Begitu juga dalam Pilpres bulan Juli lalu. Pilpres diterima masyarakat Sumbar juga dalam suasana egaliter dan demokratis. Egaliter dalam arti masing-masing individu punya sikap politik dan pilihan sendiri, tidak bisa diintervensi oleh siapapun. Demokratis dalam arti berbeda pendapat dalam pilihan dan sikap politik, namun menerima dan mematuhi apa yang telah menjadi keputusan bersama.
Ini bisa dibuktikan saat pelaksanaan maupun pasca Pilpres yang baru berlalu, begitu juga beberapa kali Pemilu sebelumnya. Masing-masing masyarakat punya pilihan yang berbeda, namun menerima dengan lapang dada apa yang telah menjadi keputusan bersama. Meski pilihan Capres masyarakat Sumatera Barat adalah Prabowo, namun pilihan secara nasional adalah Jokowi, masyarakat Minang bisa menerima dengan lapang dada. Tidak ada gejolak yang terjadi, meski keputusan bersama berbeda dengan pilihan mereka. Juga tidak ada demonstrasi, apalagi kerusuhan.

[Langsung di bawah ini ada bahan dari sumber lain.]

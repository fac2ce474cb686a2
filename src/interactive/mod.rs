use std::io;
use std::time::Duration;

use crossterm::event::{self, Event, KeyCode, KeyEventKind};
use crossterm::execute;
use crossterm::terminal::{
    disable_raw_mode, enable_raw_mode, EnterAlternateScreen, LeaveAlternateScreen,
};
use promdash::dashboard::Dashboard;
use promdash::prom::MetricScraper;
use ratatui::backend::{Backend, CrosstermBackend};
use ratatui::Terminal;

use self::app::App;

mod app;
mod ui;

const UI_TICK: Duration = Duration::from_millis(250);

/// Runs the terminal dashboard until the user quits. The scraper is stopped
/// before returning.
pub async fn show(
    endpoint: String,
    scrape_interval: u64,
    mut metric_scraper: MetricScraper,
    dashboard: Dashboard,
) -> anyhow::Result<()> {
    metric_scraper.start(Duration::from_secs(scrape_interval));

    enable_raw_mode()?;
    let mut stdout = io::stdout();
    execute!(stdout, EnterAlternateScreen)?;
    let backend = CrosstermBackend::new(stdout);
    let mut terminal = Terminal::new(backend)?;

    let mut app = App::new(&endpoint, scrape_interval, metric_scraper, dashboard);
    let res = run_app(&mut terminal, &mut app);

    disable_raw_mode()?;
    execute!(terminal.backend_mut(), LeaveAlternateScreen)?;
    terminal.show_cursor()?;

    app.metric_scraper.stop();
    if let Err(err) = &res {
        log::error!("Dashboard failed: {err:?}");
    }
    log::info!("Dashboard closed");
    res
}

fn run_app<B: Backend>(terminal: &mut Terminal<B>, app: &mut App) -> anyhow::Result<()> {
    loop {
        let snapshot = app.snapshot();
        terminal.draw(|f| ui::draw(f, app, &snapshot))?;

        // crossterm polling blocks, keep the runtime workers free for the scraper
        let ready = tokio::task::block_in_place(|| event::poll(UI_TICK))?;
        if ready {
            if let Event::Key(key) = event::read()? {
                if key.kind == KeyEventKind::Press {
                    match key.code {
                        KeyCode::Char('q') | KeyCode::Esc => app.on_quit(),
                        KeyCode::Down | KeyCode::Char('j') => app.on_down(),
                        KeyCode::Up | KeyCode::Char('k') => app.on_up(),
                        KeyCode::Char('r') => app.on_refresh(),
                        _ => {}
                    }
                }
            }
        }
        if app.should_quit {
            return Ok(());
        }
    }
}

Lalu apakah Sumatera Barat akan diabaikan karena telah melakukan pilihan berbeda dalam Capres? Pertanyaan ini sering muncul dan menjadi wacana di masyarakat. Perbedaan dan pilihan dalam Pemilu menurut saya adalah syah dan legal. Malah hal itu merupakan amanat Undang-undang dan merupakan hak masyarakat.
Presiden Jokowi adalah tokoh nasional dan Presiden Republik Indonesia, yang sangat peduli dan berpihak kepada rakyat. Sebagai tokoh nasional dan Presiden RI tentu saja beliau berjiwa besar dan maklum tentang perbedaan pendapat dan pilihan itu. Lagi pula, hingga saat ini saya tidak melihat ada keinginan maupun gejala Presiden Jokowi untuk mendeskreditkan daerah-daerah dimana beliau kalah saat Pilpres.
Berdasarkan pengalaman sebelumnya, juga tidak ada istilah anak tiri dan anak kandung berdasarkan jumlah pemilih. Yang ada, daerah yang bisa melaksanakan pembangunan dengan baik, tepat waktu dan akuntabel, akan mendapat prioritas dan perhatian yang lebih besar dari pemerintah pusat.
Indonesia merupakan Negara besar, terdiri dari berbagai pulau, berbagai suku bangsa dan agama. Ada banyak perbedaan dan keanekaragaman yang bisa ditemukan dalam Negara kita. Dari dulu kita sudah paham dan memiliki banyak pengalaman bahwa keanekaragaman itu merupakan sebuah potensi dan kekayaan yang luar biasa. Namun perbedaan dan keanekaragaman itu bisa pula digunakan oleh pihak tertentu untuk menciptakan konflik dan perpecahan di Negara kita.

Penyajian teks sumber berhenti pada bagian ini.